A bill making its way through the legislative process would allow public school teachers to introduce alternate theories to touchy topics like the theory of evolution and global warming, among others.
Rep. Mark Formby, R-Picayune, said a constituent told him a teacher had been questioned after bringing up the theory of creationism, according to The Clarion-Ledger newspaper.
“I just don’t want my teachers punished in any form or fashion for bringing creationism into the debate. Lots of us believe in creationism,” Formby said. “To say that creationism as a theory is any less valuable than any other theory that nobody can scientifically prove I just think is being close-minded.”
Rep. Becky Currie, R-Brookhaven, is a co-author of the bill.
Some Christian teachers have long struggled to teach the theory of evolution — that all life is descended from a common ancestor. For some, it’s incompatible with a divine creator. So, they have either skipped over those lessons or told students that this is a scientific theory they personally do not agree with.

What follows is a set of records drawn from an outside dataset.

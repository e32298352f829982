use crate::errors::LinewatchError;

/// A failed ingestion cycle. Always recoverable: the previous snapshot stays
/// visible and the next poll starts from scratch.
#[derive(Debug, Clone, PartialEq, Eq, thiserror::Error)]
pub enum IngestError {
    #[error("Failed to reach telemetry backend: {message}")]
    Transport { message: String },

    #[error("Telemetry backend responded with HTTP {status}")]
    HttpStatus { status: u16 },

    #[error("Telemetry backend reported failure: {message}")]
    Rejected { message: String },

    #[error("Malformed telemetry envelope: {message}")]
    MalformedEnvelope { message: String },
}

impl LinewatchError for IngestError {
    fn error_code(&self) -> &'static str {
        match self {
            IngestError::Transport { .. } => "INGEST_TRANSPORT",
            IngestError::HttpStatus { .. } => "INGEST_HTTP_STATUS",
            IngestError::Rejected { .. } => "INGEST_REJECTED",
            IngestError::MalformedEnvelope { .. } => "INGEST_MALFORMED_ENVELOPE",
        }
    }
}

Creationism as a theory has gained popularity lately, but “intelligent design” was the phrase that was used when I was in high school. And I remember my teacher simply telling us: “Evolution is the accepted theory of how humans came to be. It doesn’t mean it’s correct, but y’all need to learn it.”

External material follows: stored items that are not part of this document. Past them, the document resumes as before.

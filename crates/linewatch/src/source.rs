//! HTTP telemetry source backed by `reqwest`.

use std::time::Duration;

use linewatch_core::config::BackendConfig;
use linewatch_core::{DeviceSelection, IngestError, TelemetryEnvelope, TelemetrySource};
use tracing::debug;

/// Fetches the machine data endpoint of a telemetry backend.
///
/// `GET {url}{endpoint}` for all devices, with `?deviceId=<id>` appended
/// for a single device.
#[derive(Debug, Clone)]
pub struct HttpTelemetrySource {
    client: reqwest::Client,
    endpoint_url: String,
    token: Option<String>,
}

impl HttpTelemetrySource {
    pub fn from_config(backend: &BackendConfig) -> Result<Self, reqwest::Error> {
        let client = reqwest::Client::builder()
            .timeout(Duration::from_secs(backend.timeout_secs()))
            .build()?;

        Ok(Self {
            client,
            endpoint_url: join_url(backend.url(), backend.endpoint()),
            token: backend.token().map(str::to_string),
        })
    }

    pub fn endpoint_url(&self) -> &str {
        &self.endpoint_url
    }

    fn build_request(&self, device: &DeviceSelection) -> Result<reqwest::Request, reqwest::Error> {
        let mut builder = self.client.get(&self.endpoint_url);
        if let Some(id) = device.as_deref() {
            builder = builder.query(&[("deviceId", id)]);
        }
        if let Some(token) = &self.token {
            builder = builder.bearer_auth(token);
        }
        builder.build()
    }
}

impl TelemetrySource for HttpTelemetrySource {
    async fn fetch(&self, device: &DeviceSelection) -> Result<TelemetryEnvelope, IngestError> {
        let request = self.build_request(device).map_err(|e| IngestError::Transport {
            message: e.to_string(),
        })?;
        debug!(event = "cli.fetch_started", url = %request.url());

        let response = self
            .client
            .execute(request)
            .await
            .map_err(|e| IngestError::Transport {
                message: e.to_string(),
            })?;

        let status = response.status();
        if !status.is_success() {
            return Err(IngestError::HttpStatus {
                status: status.as_u16(),
            });
        }

        response
            .json::<TelemetryEnvelope>()
            .await
            .map_err(|e| IngestError::MalformedEnvelope {
                message: e.to_string(),
            })
    }
}

/// Join base URL and endpoint path with exactly one slash between them.
fn join_url(base: &str, endpoint: &str) -> String {
    let base = base.trim_end_matches('/');
    let endpoint = endpoint.trim_start_matches('/');
    if endpoint.is_empty() {
        base.to_string()
    } else {
        format!("{base}/{endpoint}")
    }
}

So we learned it. And it didn’t negatively impact my faith one bit. I was taught in church that God created the world. How he chose to do that wasn’t discussed, other than “he spoke and it existed.”
That was enough for me as a child and still is. But that doesn’t mean I turn a blind eye to science.

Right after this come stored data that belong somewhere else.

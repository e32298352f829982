use std::error::Error;

/// Base trait for all application errors
pub trait LinewatchError: Error + Send + Sync + 'static {
    /// Error code for programmatic handling
    fn error_code(&self) -> &'static str;

    /// Whether this error should be logged as an error or warning
    fn is_user_error(&self) -> bool {
        false
    }
}

/// Common result type for the application
pub type LinewatchResult<T> = Result<T, Box<dyn LinewatchError>>;

#[derive(Debug, thiserror::Error)]
pub enum ConfigError {
    #[error("Config file not found at '{path}'")]
    ConfigNotFound { path: String },

    #[error("Failed to parse config file '{path}': {message}")]
    ConfigParseError { path: String, message: String },

    #[error(
        "Invalid refresh interval {interval_secs}s. Allowed intervals: 3, 10, 30, 60, 300 seconds"
    )]
    InvalidInterval { interval_secs: u64 },

    #[error("Invalid configuration: {message}")]
    InvalidConfiguration { message: String },

    #[error("IO error reading config: {source}")]
    IoError {
        #[from]
        source: std::io::Error,
    },
}

impl LinewatchError for ConfigError {
    fn error_code(&self) -> &'static str {
        match self {
            ConfigError::ConfigNotFound { .. } => "CONFIG_NOT_FOUND",
            ConfigError::ConfigParseError { .. } => "CONFIG_PARSE_ERROR",
            ConfigError::InvalidInterval { .. } => "INVALID_INTERVAL",
            ConfigError::InvalidConfiguration { .. } => "INVALID_CONFIGURATION",
            ConfigError::IoError { .. } => "CONFIG_IO_ERROR",
        }
    }

    fn is_user_error(&self) -> bool {
        matches!(
            self,
            ConfigError::ConfigParseError { .. }
                | ConfigError::InvalidInterval { .. }
                | ConfigError::InvalidConfiguration { .. }
        )
    }
}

The problem that most religious folks have run into is that the Bible is lacking in the science department. It’s difficult to take what’s in the Bible and apply the scientific method to it. That method — making observations, then doing experiments to prove or disprove a theory — just doesn’t fit with most scripture.
And that’s OK. The Bible was not written to be a science book. It’s simply the story of God’s people, and his message of hope for the world. It doesn’t need to explain Einstein’s Theory of Relativity. But some Christians would like it to neatly wrap up all the unknowns in the world — spiritual and scientific.
If it could it would “prove” the Bible is what it claims to be. But God doesn’t seem to be in the “proof” business. He values faith. Thomas needed proof of a risen Christ to believe, but Jesus said, “blessed are those who have not seen and yet have believed.”
Creationism is largely a religious view, not a scientific one. Yes, I’m aware of the idea of “creation science” but that’s simply an attempt to scientifically prove the Bible is accurate, and the Bible just wasn’t written that way. Again, it’s not a science book.
Should teachers be allowed to introduce creationism in the classroom? Sure, but only in the context that it belongs in — the religious. Science and religion can co-exist — and did for centuries — but using one to justify the other may not be wise.
Luke Horton is the publisher of The Daily Leader.